Kata kunci; lembaga keuangan mikro, usaha kecil, mikro dan menengah

I.                  Pendahuluan


1.1                          Latar belakang

Adanya Lembaga Keuangan Mikro (LKM) tidak pernah lepas dari Perkembangan Usaha Mikro, Kecil dan Menengah (UMKM). Fungsi UMKM dapat dikatakan sebagai ketahanan di dalam proses pemulihan ekonomi bangsa dalam mencapai pertumbuhan perekonomian maupun dalam penyerapan tenaga kerja.
Menurut Bank Indonesia, pengelompokan usaha mikro didasarkan pada kriteria bahwa usahanya mempunyai kekayaan bersih lebih kecil dari Rp. 500 juta atau hasil penjualan pertahun lebih kecil dari Rp. 300 juta. Pada tahun 2010 kelompok usaha mikro ini berjumlah 52,2 juta atau 98,88% dari seluruh  pengusaha dan hanya memberi sumbangan ke PDB sebesar 33,08%. Kemampuan UMKM dalam kurun waktu beberapa tahun ini memperlihatkan adanya pertumbuhan. Berdasarkan data Badan Pusat Statistik (BPS)memperlihatkan produk domestic bruto (PDB) terjadi pada tahun 2003  mencapai nilai Rp 1.013,5 triliun. Total unit umkm pada tahun  2003  Mencapai Rp 42,4  juta, sedangkan keseluruhan tenaga kerja yang bekerja di sector UMKM sejumlah 79,0 juta pekerja. Peningkatan PDB UMKM periode 2000 - 2003 terlihat lebih tinggi daripada jumlah PDB, dengan pertumbuhan yang lebih besar. PDB Triwulan IV-2011 tumbuh sebesar 6,5 persen dibanding PDB Triwulan IV-2010 PDB Triwulan IV-2011 menurun sebesar 1,3 persen dibanding PDB Triwulan III-2011 (Secara kumulatif, pertumbuhan PDB Indonesia hingga Triwulan IV-2011 dibandingkan periode yang sama tahun 2010 tumbuh 6,5 persen. (BPS) . "UMKM sektor pertanian menyumbang 27,45 persen terhadap PDB sedangkan UKM perdagangan mencatat 24,16 persen di 2009," " ujar Deputi Bidang Statistik Produksi BPS Subagio  Dwijosumono (www.kompas.com).
            Pertumbuhan pada UMKM seperti itu memperlihatkan bahwa ada suatu potensi yang bagus terhadap sector domestic.

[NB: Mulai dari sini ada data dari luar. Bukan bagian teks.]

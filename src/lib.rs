//! Tightline - a skill-based fishing simulation core
//!
//! Core modules:
//! - `sim`: Deterministic simulation (casting, substrate, bites, loot, tension, pathing)
//! - `settings`: Data-driven configuration (catch table, line, cast, session tuning)
//! - `world`: In-memory spatial world and body store used by hosts and tests

pub mod settings;
pub mod sim;
pub mod world;

pub use settings::{ConfigError, Settings, ViewMode};

use glam::Vec2;

/// Simulation configuration constants
pub mod consts {
    /// Fixed simulation timestep used by the demo host (60 Hz)
    pub const SIM_DT: f32 = 1.0 / 60.0;
    /// Maximum substeps per host frame to prevent spiral of death
    pub const MAX_SUBSTEPS: u32 = 8;

    /// Load bled off the line per second while not attracting
    pub const LOAD_RELIEF_PER_SEC: f32 = 5.0;
    /// Divisor applied to load gained while attracting
    pub const LOAD_GAIN_DIVISOR: f32 = 4.0;
    /// Attract bonus multiplier per loot tier (Common..Legendary)
    pub const ATTRACT_BONUS_BY_TIER: [f32; 5] = [0.2, 0.4, 0.6, 0.8, 1.0];

    /// Distance-scaling floor for bite probability at zero cast distance
    pub const BITE_SCALE_MIN: f32 = 0.3;
    /// Distance-scaling ceiling at or beyond the safe fishing distance
    pub const BITE_SCALE_MAX: f32 = 1.0;

    /// Loot draws allowed per tick before deferring to the next tick
    pub const MAX_LOOT_DRAWS_PER_TICK: u32 = 8;
    /// Loot draws allowed per bite before the bite is dropped
    pub const MAX_LOOT_DRAWS_PER_BITE: u32 = 64;

    /// Loot swim speed base and per-tier multipliers
    pub const LOOT_BASE_SPEED: f32 = 1.2;
    pub const LOOT_SPEED_BY_TIER: [f32; 5] = [1.0, 1.5, 2.0, 2.5, 3.0];
    /// Share of attract speed that survives against the loot, per tier
    pub const REEL_FACTOR_BY_TIER: [f32; 5] = [1.2, 1.0, 0.8, 0.6, 0.5];
    /// Lowest speed the float is reeled at while attracting loot
    pub const MIN_REEL_SPEED: f32 = 2.0;
    /// Rate of the final-speed smoothing (per second)
    pub const REEL_SMOOTHING: f32 = 3.0;

    /// Path window size (waypoints ahead of the float)
    pub const MAX_PATH_POINTS: usize = 3;
    /// Radius of the random offset around the previous waypoint
    pub const PATH_SAMPLE_RANGE: f32 = 15.0;
    /// Minimum turn angle between consecutive segments (degrees)
    pub const MIN_TURN_ANGLE_DEG: f32 = 60.0;
    /// Minimum separation between consecutive waypoints
    pub const MIN_WAYPOINT_SEPARATION: f32 = 1.0;
    /// Waypoints stay this far below the float's initial height in side view
    pub const WATER_LEVEL_MARGIN: f32 = 0.5;
    /// Distance kept in front of an obstacle hit along a segment
    pub const OBSTACLE_STANDOFF: f32 = 1.2;
    /// Strict resampling attempts before constraints are relaxed
    pub const STRICT_PATH_ATTEMPTS: u32 = 400;
    /// Relaxed resampling attempts before the fallback point is used
    pub const RELAXED_PATH_ATTEMPTS: u32 = 1000;
    /// Exponential smoothing rate of the float's move vector
    pub const MOVE_SMOOTHING: f32 = 10.0;
    /// Strength of the pull toward the angler
    pub const ATTRACT_STRENGTH: f32 = 1.5;
    /// Probe length used to deflect the attract vector from obstacles
    pub const AVOID_PROBE: f32 = 1.0;
    pub const AVOID_FACTOR: f32 = 0.7;

    /// Max correction speed applied when the line is overstretched
    pub const LINE_PULLBACK_MAX_SPEED: f32 = 5.0;
}

/// Linear interpolation between `a` and `b`, with `t` clamped to [0, 1]
#[inline]
pub fn lerp(a: f32, b: f32, t: f32) -> f32 {
    a + (b - a) * t.clamp(0.0, 1.0)
}

/// Where `value` sits between `a` and `b`, clamped to [0, 1]
#[inline]
pub fn inverse_lerp(a: f32, b: f32, value: f32) -> f32 {
    if (b - a).abs() <= f32::EPSILON {
        return 0.0;
    }
    ((value - a) / (b - a)).clamp(0.0, 1.0)
}

/// Unsigned angle between two vectors in degrees (0 if either is zero)
#[inline]
pub fn angle_between_deg(a: Vec2, b: Vec2) -> f32 {
    let (a, b) = (a.normalize_or_zero(), b.normalize_or_zero());
    if a == Vec2::ZERO || b == Vec2::ZERO {
        return 0.0;
    }
    a.dot(b).clamp(-1.0, 1.0).acos().to_degrees()
}
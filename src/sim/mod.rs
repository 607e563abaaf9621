//! Deterministic simulation module
//!
//! All fishing logic lives here. This module must be pure and deterministic:
//! - Fixed timestep only
//! - Seeded RNG only, passed in by the host
//! - Stable iteration order (waypoints, loot pools, overlap hits)
//! - No rendering, physics engine or platform dependencies; the host
//!   provides spatial queries and entities through the `host` traits

pub mod cast;
pub mod catch;
pub mod diagnostics;
pub mod host;
pub mod line;
pub mod loot;
pub mod path;
pub mod reel;
pub mod rng;
pub mod schedule;
pub mod state;
pub mod substrate;
pub mod tick;

pub use cast::{CastCommit, CastController, CastDirection};
pub use catch::BiteCheck;
pub use diagnostics::{DiagnosticsSink, NullDiagnostics, RecordingDiagnostics};
pub use host::{
    BodyId, BodyKind, Category, EntityHandle, EntityHost, Hit, LootPools, QueryFilter,
    SpatialQuery,
};
pub use line::{LineStatus, LineTensionModel, TensionOutcome};
pub use loot::{BaitItem, BaitTier, HookedLoot, LootEntry, LootKind, LootSelector, LootTier, WeightRange};
pub use path::{FloatPathfinder, Waypoint, WaypointQuality};
pub use reel::ReelSpeed;
pub use rng::{RandomSource, RngSeed};
pub use schedule::{Scheduler, TaskId};
pub use state::{Deferred, FishingEvent, FishingPhase, FishingState, Rod, RodRegistry, Session};
pub use substrate::{Substrate, SubstrateClassifier, SubstrateReading};
pub use tick::{Env, TickInput, abort, equip_bait, tick};
fn attract_on_land<H>(state: &mut FishingState, dt: f32, float: EntityHandle, position: Vec2, bodies: &mut H)
where
    H: EntityHost + ?Sized,
{
    let direction = (state.attraction_point() - position).normalize_or_zero();
    let speed = state.settings.return_speed_without_loot;

    match state.settings.view_mode {
        ViewMode::SideView => {
            let pull = direction * speed * LAND_PULL_SIDE_VIEW * dt;
            let vertical = bodies.velocity(float).map_or(0.0, |v| v.y);
            bodies.set_velocity(float, Vec2::new(pull.x, vertical));
        }
        ViewMode::TopDown => {
            let pull = direction * speed * LAND_PULL_TOP_DOWN * dt;
            bodies.set_position(float, position + pull);
        }
    }

    retrieve_if_close(state, position, bodies);
}

/// Take the float back once it is within catch distance of the angler
fn retrieve_if_close<H>(state: &mut FishingState, position: Vec2, bodies: &mut H)
where
    H: EntityHost + ?Sized,
{
    if state.rod.position.distance(position) > state.settings.catch_distance {
        return;
    }
    log::info!("Float retrieved without loot");
    end_session(state, bodies, FishingPhase::Escaped);
    state.push_event(FishingEvent::FloatRetrieved);
}

fn attract_with_loot<W, H, R>(
    state: &mut FishingState,
    input: &TickInput,
    dt: f32,
    float: EntityHandle,
    position: Vec2,
    env: &mut Env<'_, W, H, R>,
) where
    W: SpatialQuery + LootPools + ?Sized,
    H: EntityHost + ?Sized,
    R: RandomSource,
{
    let loot = match state.hooked_loot() {
        Some(loot) => loot.clone(),
        None => match hook_loot(state, env) {
            Some(loot) => loot,
            None => return,
        },
    };

    let tier = loot.entry.tier;
    let angle = state.tension.rod_angle(state.rod.facing, state.rod.position, position);
    let outcome = state
        .tension
        .update(&mut state.line, input.attract, loot.weight, tier, angle, dt);

    if outcome == TensionOutcome::ForcedStop {
        force_stop(state, env.bodies);
        return;
    }

    let speed = state.reel.step(
        input.attract,
        state.line.attract_speed,
        loot.weight,
        tier,
        dt,
        env.rng,
    );
    let ctx = path_context(state);
    let motion = FloatMotion {
        float_position: position,
        evade: loot.entry.kind == LootKind::Fish,
        attracting: input.attract,
        speed,
        dt,
    };
    let delta = step_path(state, &ctx, &motion, env);
    let moved = position + delta;
    env.bodies.set_position(float, moved);

    if input.attract && state.rod.position.distance(moved) <= state.settings.catch_distance {
        let item = grab_loot(state, &loot, moved, env.bodies);
        log::info!(
            "Caught {} ({:?}, {:.2})",
            loot.entry.id,
            loot.entry.tier,
            loot.weight
        );
        end_session(state, env.bodies, FishingPhase::Caught);
        state.push_event(FishingEvent::CatchSucceeded {
            loot_id: loot.entry.id,
            tier,
            weight: loot.weight,
            item,
        });
    }
}
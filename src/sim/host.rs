//! Collaborator interfaces the simulation consumes but never implements
//!
//! - Spatial queries (disc overlap, line of sight, rays) filtered by
//!   explicit categories instead of layer bitmasks
//! - Entity lifecycle (spawn, destroy, impulses, body mode)
//! - Loot pools attached to liquid bodies

use glam::Vec2;
use serde::{Deserialize, Serialize};

use super::loot::LootEntry;

/// Identifier of a collider in the spatial world
pub type BodyId = u32;

/// What a collider represents
#[derive(Debug, Clone, Copy, PartialEq, Eq, Hash, Serialize, Deserialize)]
pub enum Category {
    Liquid,
    Ground,
    Obstacle,
    Character,
    Float,
    Loot,
}

/// Predicate over categories: an optional allow-list plus a deny-list
#[derive(Debug, Clone, Default, PartialEq, Eq)]
pub struct QueryFilter {
    only: Option<Vec<Category>>,
    ignore: Vec<Category>,
}

impl QueryFilter {
    /// Admits every category
    pub fn all() -> Self {
        Self::default()
    }

    /// Admits only the listed categories
    pub fn only(categories: &[Category]) -> Self {
        Self {
            only: Some(categories.to_vec()),
            ignore: Vec::new(),
        }
    }

    /// Admits everything except the listed categories
    pub fn ignoring(categories: &[Category]) -> Self {
        Self {
            only: None,
            ignore: categories.to_vec(),
        }
    }

    pub fn admits(&self, category: Category) -> bool {
        if self.ignore.contains(&category) {
            return false;
        }
        self.only
            .as_ref()
            .is_none_or(|only| only.contains(&category))
    }
}

/// A single query result
#[derive(Debug, Clone, Copy, PartialEq)]
pub struct Hit {
    pub body: BodyId,
    pub category: Category,
    /// Contact point (the query origin for overlaps and start-inside casts)
    pub point: Vec2,
    /// Distance from the query origin to `point`
    pub distance: f32,
}

/// Spatial query service
pub trait SpatialQuery {
    /// All admitted colliders overlapping the disc
    fn overlap_disc(&self, center: Vec2, radius: f32, filter: &QueryFilter) -> Vec<Hit>;

    /// First admitted collider crossed by the segment `a -> b`
    fn linecast(&self, a: Vec2, b: Vec2, filter: &QueryFilter) -> Option<Hit>;

    /// Nearest admitted collider along a ray
    fn raycast(
        &self,
        origin: Vec2,
        direction: Vec2,
        max_distance: f32,
        filter: &QueryFilter,
    ) -> Option<Hit> {
        let dir = direction.normalize_or_zero();
        if dir == Vec2::ZERO || max_distance <= 0.0 {
            return None;
        }
        self.linecast(origin, origin + dir * max_distance, filter)
    }
}

/// Read-only access to the loot configured on liquid bodies
pub trait LootPools {
    fn loot_pool(&self, body: BodyId) -> Option<&[LootEntry]>;
}

/// Opaque handle to a spawned entity
#[derive(Debug, Clone, Copy, PartialEq, Eq, Hash, PartialOrd, Ord, Serialize, Deserialize)]
pub struct EntityHandle(pub u32);

/// Whether physics or the simulation drives a body
#[derive(Debug, Clone, Copy, PartialEq, Eq, Default, Serialize, Deserialize)]
pub enum BodyKind {
    #[default]
    Dynamic,
    Kinematic,
}

/// Entity lifecycle service
///
/// Operations on a handle that no longer exists are no-ops.
pub trait EntityHost {
    fn spawn(&mut self, prefab: &str, position: Vec2, orientation: f32) -> EntityHandle;
    fn destroy(&mut self, handle: EntityHandle);
    fn exists(&self, handle: EntityHandle) -> bool;
    fn apply_impulse(&mut self, handle: EntityHandle, impulse: Vec2);
    fn position(&self, handle: EntityHandle) -> Option<Vec2>;
    fn set_position(&mut self, handle: EntityHandle, position: Vec2);
    fn velocity(&self, handle: EntityHandle) -> Option<Vec2>;
    fn set_velocity(&mut self, handle: EntityHandle, velocity: Vec2);
    fn set_body_kind(&mut self, handle: EntityHandle, kind: BodyKind);
    fn set_collider_enabled(&mut self, handle: EntityHandle, enabled: bool);
}
//! Collider shapes and the geometry queries run against them
//!
//! Circles and axis-aligned boxes cover everything a pond scene needs:
//! banks, water volumes, rocks, the floor. Segment casts report the entry
//! point and the surface normal there; a segment that starts inside a shape
//! hits at its own start.

use glam::Vec2;
use serde::{Deserialize, Serialize};

#[derive(Debug, Clone, Copy, PartialEq, Serialize, Deserialize)]
#[serde(tag = "type", rename_all = "snake_case")]
pub enum Shape {
    Circle { center: Vec2, radius: f32 },
    Rect { min: Vec2, max: Vec2 },
}

/// Where a segment first touches a shape
#[derive(Debug, Clone, Copy, PartialEq)]
pub struct SegmentHit {
    /// Fraction along the segment in [0, 1]
    pub t: f32,
    pub point: Vec2,
    /// Surface normal pointing back toward the segment start
    pub normal: Vec2,
}

impl Shape {
    pub fn contains(&self, p: Vec2) -> bool {
        match *self {
            Shape::Circle { center, radius } => p.distance_squared(center) <= radius * radius,
            Shape::Rect { min, max } => p.cmpge(min).all() && p.cmple(max).all(),
        }
    }

    /// Whether a disc touches or overlaps the shape
    pub fn overlaps_disc(&self, center: Vec2, radius: f32) -> bool {
        match *self {
            Shape::Circle {
                center: c,
                radius: r,
            } => center.distance(c) <= r + radius,
            Shape::Rect { min, max } => {
                let closest = center.clamp(min, max);
                closest.distance(center) <= radius
            }
        }
    }

    /// First contact of the segment `a -> b` with the shape
    pub fn segment_hit(&self, a: Vec2, b: Vec2) -> Option<SegmentHit> {
        match *self {
            Shape::Circle { center, radius } => segment_circle(a, b, center, radius),
            Shape::Rect { min, max } => segment_rect(a, b, min, max),
        }
    }

    pub fn is_valid(&self) -> bool {
        match *self {
            Shape::Circle { radius, .. } => radius > 0.0,
            Shape::Rect { min, max } => min.cmplt(max).all(),
        }
    }
}

fn segment_circle(a: Vec2, b: Vec2, center: Vec2, radius: f32) -> Option<SegmentHit> {
    let to_start = a - center;
    if to_start.length_squared() <= radius * radius {
        return Some(SegmentHit {
            t: 0.0,
            point: a,
            normal: to_start.normalize_or_zero(),
        });
    }

    let d = b - a;
    let qa = d.length_squared();
    if qa <= f32::EPSILON {
        return None;
    }
    let qb = 2.0 * to_start.dot(d);
    let qc = to_start.length_squared() - radius * radius;
    let disc = qb * qb - 4.0 * qa * qc;
    if disc < 0.0 {
        return None;
    }

    let t = (-qb - disc.sqrt()) / (2.0 * qa);
    if !(0.0..=1.0).contains(&t) {
        return None;
    }
    let point = a + d * t;
    Some(SegmentHit {
        t,
        point,
        normal: (point - center).normalize_or_zero(),
    })
}

/// Slab test against an axis-aligned box
fn segment_rect(a: Vec2, b: Vec2, min: Vec2, max: Vec2) -> Option<SegmentHit> {
    if a.cmpge(min).all() && a.cmple(max).all() {
        let center = (min + max) * 0.5;
        return Some(SegmentHit {
            t: 0.0,
            point: a,
            normal: axis_normal(a - center, (max - min) * 0.5),
        });
    }

    let d = b - a;
    let mut t_enter = 0.0_f32;
    let mut t_exit = 1.0_f32;
    let mut normal = Vec2::ZERO;

    for axis in 0..2 {
        let (origin, dir, lo, hi) = (a[axis], d[axis], min[axis], max[axis]);
        if dir.abs() <= f32::EPSILON {
            if origin < lo || origin > hi {
                return None;
            }
            continue;
        }

        let (mut t0, mut t1) = ((lo - origin) / dir, (hi - origin) / dir);
        let mut n = Vec2::ZERO;
        n[axis] = -dir.signum();
        if t0 > t1 {
            std::mem::swap(&mut t0, &mut t1);
        }

        if t0 > t_enter {
            t_enter = t0;
            normal = n;
        }
        t_exit = t_exit.min(t1);
        if t_enter > t_exit {
            return None;
        }
    }

    Some(SegmentHit {
        t: t_enter,
        point: a + d * t_enter,
        normal,
    })
}

/// Outward normal of the box face nearest to `offset` (relative to the center)
fn axis_normal(offset: Vec2, half_extents: Vec2) -> Vec2 {
    let gap = half_extents - offset.abs();
    if gap.x < gap.y {
        Vec2::new(offset.x.signum(), 0.0)
    } else {
        Vec2::new(0.0, offset.y.signum())
    }
}

/// Velocity left after an inelastic contact: the part driving into the
/// surface is removed, the rest is damped
#[inline]
pub fn absorb_velocity(velocity: Vec2, normal: Vec2, damping: f32) -> Vec2 {
    let into = velocity.dot(normal);
    let slid = if into < 0.0 {
        velocity - into * normal
    } else {
        velocity
    };
    slid * (1.0 - damping).clamp(0.0, 1.0)
}
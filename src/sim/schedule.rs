//! Deferred work keyed to the simulation clock
//!
//! Replaces "wait N seconds then do X" with entries polled once per step.
//! Pending entries can be cancelled by id.

use serde::{Deserialize, Serialize};

/// Identifier returned by [`Scheduler::schedule`]
#[derive(Debug, Clone, Copy, PartialEq, Eq, Hash, Serialize, Deserialize)]
pub struct TaskId(u64);

#[derive(Debug, Clone, Serialize, Deserialize)]
struct Entry<T> {
    id: TaskId,
    due: f64,
    payload: T,
}

/// Queue of payloads released once the clock reaches their due time
#[derive(Debug, Clone, Serialize, Deserialize)]
pub struct Scheduler<T> {
    entries: Vec<Entry<T>>,
    next_id: u64,
}

impl<T> Default for Scheduler<T> {
    fn default() -> Self {
        Self {
            entries: Vec::new(),
            next_id: 1,
        }
    }
}

impl<T> Scheduler<T> {
    pub fn new() -> Self {
        Self::default()
    }

    /// Queue `payload` to fire `delay` seconds after `now`
    pub fn schedule(&mut self, now: f64, delay: f32, payload: T) -> TaskId {
        let id = TaskId(self.next_id);
        self.next_id += 1;
        self.entries.push(Entry {
            id,
            due: now + delay.max(0.0) as f64,
            payload,
        });
        id
    }

    /// Drop a pending entry. Returns false if it already fired or never existed.
    pub fn cancel(&mut self, id: TaskId) -> bool {
        let before = self.entries.len();
        self.entries.retain(|e| e.id != id);
        self.entries.len() != before
    }

    pub fn is_pending(&self, id: TaskId) -> bool {
        self.entries.iter().any(|e| e.id == id)
    }

    pub fn len(&self) -> usize {
        self.entries.len()
    }

    pub fn is_empty(&self) -> bool {
        self.entries.is_empty()
    }

    /// Remove and return every payload due at `now`, earliest first
    /// (ties keep scheduling order)
    pub fn poll(&mut self, now: f64) -> Vec<T> {
        let mut due = Vec::new();
        let mut i = 0;
        while i < self.entries.len() {
            if self.entries[i].due <= now {
                due.push(self.entries.remove(i));
            } else {
                i += 1;
            }
        }
        due.sort_by(|a, b| a.due.total_cmp(&b.due).then(a.id.0.cmp(&b.id.0)));
        due.into_iter().map(|e| e.payload).collect()
    }

    pub fn clear(&mut self) {
        self.entries.clear();
    }
}
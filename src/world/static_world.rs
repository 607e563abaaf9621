//! Static scene colliders
//!
//! Banks, water volumes and rocks never move during a session, so the
//! world is a flat list indexed by `BodyId`. Queries walk it in id order,
//! which keeps results stable from run to run.

use glam::Vec2;
use serde::{Deserialize, Serialize};

use super::shapes::{SegmentHit, Shape};
use crate::settings::ConfigError;
use crate::sim::host::{BodyId, Category, Hit, LootPools, QueryFilter, SpatialQuery};
use crate::sim::loot::LootEntry;

/// One authored collider; liquid bodies carry their loot pool
#[derive(Debug, Clone, PartialEq, Serialize, Deserialize)]
pub struct ColliderDef {
    pub name: String,
    pub category: Category,
    pub shape: Shape,
    #[serde(default, skip_serializing_if = "Vec::is_empty")]
    pub loot: Vec<LootEntry>,
}

impl ColliderDef {
    pub fn new(name: impl Into<String>, category: Category, shape: Shape) -> Self {
        Self {
            name: name.into(),
            category,
            shape,
            loot: Vec::new(),
        }
    }

    pub fn with_loot(mut self, loot: Vec<LootEntry>) -> Self {
        self.loot = loot;
        self
    }

    pub fn validate(&self) -> Result<(), ConfigError> {
        if !self.shape.is_valid() {
            return Err(ConfigError::DegenerateShape(self.name.clone()));
        }
        if self.category == Category::Liquid && self.loot.is_empty() {
            return Err(ConfigError::EmptyLootPool(self.name.clone()));
        }
        for entry in &self.loot {
            entry.validate()?;
        }
        Ok(())
    }
}

/// Serializable scene description
#[derive(Debug, Clone, Default, PartialEq, Serialize, Deserialize)]
pub struct SceneDef {
    pub colliders: Vec<ColliderDef>,
}

impl SceneDef {
    pub fn from_json(json: &str) -> Result<Self, ConfigError> {
        let scene: SceneDef = serde_json::from_str(json)?;
        scene.validate()?;
        Ok(scene)
    }

    pub fn validate(&self) -> Result<(), ConfigError> {
        self.colliders.iter().try_for_each(ColliderDef::validate)
    }
}

#[derive(Debug, Clone, Default)]
pub struct StaticWorld {
    colliders: Vec<ColliderDef>,
}

impl StaticWorld {
    pub fn new() -> Self {
        Self::default()
    }

    /// Build from a validated scene
    pub fn from_scene(scene: SceneDef) -> Result<Self, ConfigError> {
        scene.validate()?;
        log::info!("Scene loaded with {} colliders", scene.colliders.len());
        Ok(Self {
            colliders: scene.colliders,
        })
    }

    /// Add a collider; ids are handed out in insertion order from 0
    pub fn add(&mut self, collider: ColliderDef) -> BodyId {
        self.colliders.push(collider);
        (self.colliders.len() - 1) as BodyId
    }

    pub fn get(&self, id: BodyId) -> Option<&ColliderDef> {
        self.colliders.get(id as usize)
    }

    pub fn len(&self) -> usize {
        self.colliders.len()
    }

    pub fn is_empty(&self) -> bool {
        self.colliders.is_empty()
    }

    fn admitted<'a>(
        &'a self,
        filter: &'a QueryFilter,
    ) -> impl Iterator<Item = (BodyId, &'a ColliderDef)> + 'a {
        self.colliders
            .iter()
            .enumerate()
            .filter(move |(_, c)| filter.admits(c.category))
            .map(|(i, c)| (i as BodyId, c))
    }

    /// Nearest contact along `a -> b` including the surface normal
    pub fn sweep(&self, a: Vec2, b: Vec2, filter: &QueryFilter) -> Option<(BodyId, SegmentHit)> {
        let mut best: Option<(BodyId, SegmentHit)> = None;
        for (id, collider) in self.admitted(filter) {
            if let Some(hit) = collider.shape.segment_hit(a, b) {
                if best.is_none_or(|(_, nearest)| hit.t < nearest.t) {
                    best = Some((id, hit));
                }
            }
        }
        best
    }
}

impl SpatialQuery for StaticWorld {
    fn overlap_disc(&self, center: Vec2, radius: f32, filter: &QueryFilter) -> Vec<Hit> {
        self.admitted(filter)
            .filter(|(_, c)| c.shape.overlaps_disc(center, radius))
            .map(|(id, c)| Hit {
                body: id,
                category: c.category,
                point: center,
                distance: 0.0,
            })
            .collect()
    }

    fn linecast(&self, a: Vec2, b: Vec2, filter: &QueryFilter) -> Option<Hit> {
        self.sweep(a, b, filter).map(|(id, hit)| Hit {
            body: id,
            category: self.colliders[id as usize].category,
            point: hit.point,
            distance: a.distance(hit.point),
        })
    }
}

impl LootPools for StaticWorld {
    fn loot_pool(&self, body: BodyId) -> Option<&[LootEntry]> {
        self.get(body)
            .filter(|c| c.category == Category::Liquid)
            .map(|c| c.loot.as_slice())
    }
}

#[cfg(test)]
mod tests {
    use super::*;
    use crate::sim::loot::{LootKind, LootTier, WeightRange};

    fn perch() -> LootEntry {
        LootEntry {
            id: "perch".to_string(),
            kind: LootKind::Fish,
            tier: LootTier::Common,
            rarity: 70.0,
            weight_range: WeightRange { min: 0.2, max: 1.5 },
            item_id: Some("perch_item".to_string()),
        }
    }

    fn scene() -> StaticWorld {
        let mut world = StaticWorld::new();
        world.add(ColliderDef::new(
            "bank",
            Category::Ground,
            Shape::Rect {
                min: Vec2::new(-10.0, -5.0),
                max: Vec2::new(0.0, 0.0),
            },
        ));
        world.add(
            ColliderDef::new(
                "pond",
                Category::Liquid,
                Shape::Rect {
                    min: Vec2::new(0.0, -5.0),
                    max: Vec2::new(10.0, -0.5),
                },
            )
            .with_loot(vec![perch()]),
        );
        world.add(ColliderDef::new(
            "rock",
            Category::Obstacle,
            Shape::Circle {
                center: Vec2::new(6.0, -3.0),
                radius: 1.0,
            },
        ));
        world
    }

    #[test]
    fn test_linecast_returns_nearest_admitted() {
        let world = scene();
        let solids = QueryFilter::ignoring(&[Category::Liquid]);

        let hit = world
            .linecast(Vec2::new(2.0, -3.0), Vec2::new(9.0, -3.0), &solids)
            .expect("rock in the way");
        assert_eq!(hit.body, 2);
        assert!((hit.distance - 3.0).abs() < 1e-4);

        let everything = QueryFilter::all();
        let hit = world
            .linecast(Vec2::new(2.0, 2.0), Vec2::new(2.0, -3.0), &everything)
            .expect("water surface first");
        assert_eq!(hit.category, Category::Liquid);
        assert!((hit.point.y + 0.5).abs() < 1e-5);
    }

    #[test]
    fn test_overlap_in_id_order() {
        let world = scene();
        let hits = world.overlap_disc(Vec2::new(0.0, -1.0), 0.1, &QueryFilter::all());
        let ids: Vec<BodyId> = hits.iter().map(|h| h.body).collect();
        assert_eq!(ids, vec![0, 1]);
    }

    #[test]
    fn test_loot_pool_only_on_liquid() {
        let world = scene();
        assert_eq!(world.loot_pool(1).map(<[LootEntry]>::len), Some(1));
        assert!(world.loot_pool(0).is_none());
        assert!(world.loot_pool(99).is_none());
    }

    #[test]
    fn test_scene_json_validation() {
        let json = r#"{
            "colliders": [
                { "name": "lake", "category": "Liquid",
                  "shape": { "type": "rect", "min": [0.0, -4.0], "max": [8.0, -0.5] } }
            ]
        }"#;
        let err = SceneDef::from_json(json).expect_err("liquid without loot");
        assert!(matches!(err, ConfigError::EmptyLootPool(name) if name == "lake"));

        let json = r#"{
            "colliders": [
                { "name": "rock", "category": "Obstacle",
                  "shape": { "type": "circle", "center": [1.0, 1.0], "radius": 0.5 } }
            ]
        }"#;
        let world = StaticWorld::from_scene(SceneDef::from_json(json).expect("valid")).expect("valid");
        assert_eq!(world.len(), 1);
    }
}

Jika hal ini bisa diperhatikan dan dikelola dengan baik pasti nantinya akan tercipta  UMKM yang tangguh. Selain itu, UMKM juga perlu diperhatikan  karena masih ada permasalahan yang mendasar umumnya, yaitu sulitnya jalan masuk UMKM, lemahnya pengelolaan dan pengembangan, serta sulitnya jalan masuk ke lembaga- lembaga pembiayaan  dari pembiayaan khususnya dari suatu perbankan. Susahnya mancari jalan masuk atau akses ke tempat lembaga pembiayaan yang dirasakan oleh para pelaku UMKM  umumnya dari lembaga keuangan perbankan, maka dari itu mereka mencari jalan alternatif pada suatu lembaga- lembaga non bank atau informal. Jenis  lembaga-lembaga ini banyak macamnya mulai dari pemberian dana oleh pemberi modal (rentenir) sampai berkembang dengan bentuk yang lainnya.
            Dalam prosesnya, ternyata lembaga-lembaga keuangan non bank atau informal ini lebih tepat sasaran pada pelaku UMKM karena sifat persyaratannya yang tidak terlalu susah atau rumit, seperti pada perbankan. Dalam hal ini memperlihatkan suatu petunjuk karena pentingnya keberadaan lembaga-lembaga tersebut. Para pelaku UMKM sendiri mempunyai kebutuhan akan hal itu yang pada umumnya membutuhkan pembiayaan yang tidak terlalu besar. Adanya lembaga-lembaga keuangan tersebut bisa disebut Lembaga Keuangan Mikro.
Adanya LKM yang seharusnya penting sebagai penopang perekonomian suatu bangsa ternyata belum jelas tempatnya. Berbeda pada perbnkan, seperti lembaga asuransi, dan yang lainnya. LKM mempunyai sisi kontribusi yang lebih terhadap oleh pelaku UMKM yang fungsinya dalam perekonomian khususnya PDM sangat besar atau berpengaruh. Usaha nyata dalam mengurangi suatu tingkat kemiskinan lebih mengutamakan macam-macam transaksi dalam bentuk subsidi atau keringanan. Itulah yang dilakukan oleh pemerintah sementara ini, sesungguhnya dalam pengentasan kemiskinan yang bisa dilakukan ialah dengan cara memberikan atau membuka jalan yang luas kepada masyarakat yang kurang mampu atau miskin menjadi masyarakat yang lebih produktif. Jadi, sebisa mungkin member cara atau jalan alternatif yang baik, sehingga LKM sebagai salah satu cara penguatan keuangan bangsa dan kemiskinan dapat berkurang.
Kemiskinan dapat dipahami sebagai pendapatan perkapita rumah tangga yang masih dibawah garis kemiskinan. Usaha konkret dalam pengentasan kemiskinan dan pengangguran dilakukan dengan cara peningkatan pendapatan keluarga agar melebihi garis kemiskinan. Hal tersebut memperlihatkan bahwa pemberian modal kepada rumah tangga miskin membawa pengaruh terhadap peningkatan pendapatan rumah tangga, sehingga diperlukan upaya agar ada lembaga keuangan yang bisa menyediakan akses permodalan atau pembiayaan. Dalam konteks seperti ini, LKM dapat berperan dalam menyediakan akses permodalan kepada kaum miskin sehingga pengembangan jaringan lembaga keuangan mikro perlu disebarluaskan sebagai bagian dari program pengentasan kemiskinan dan pengangguran.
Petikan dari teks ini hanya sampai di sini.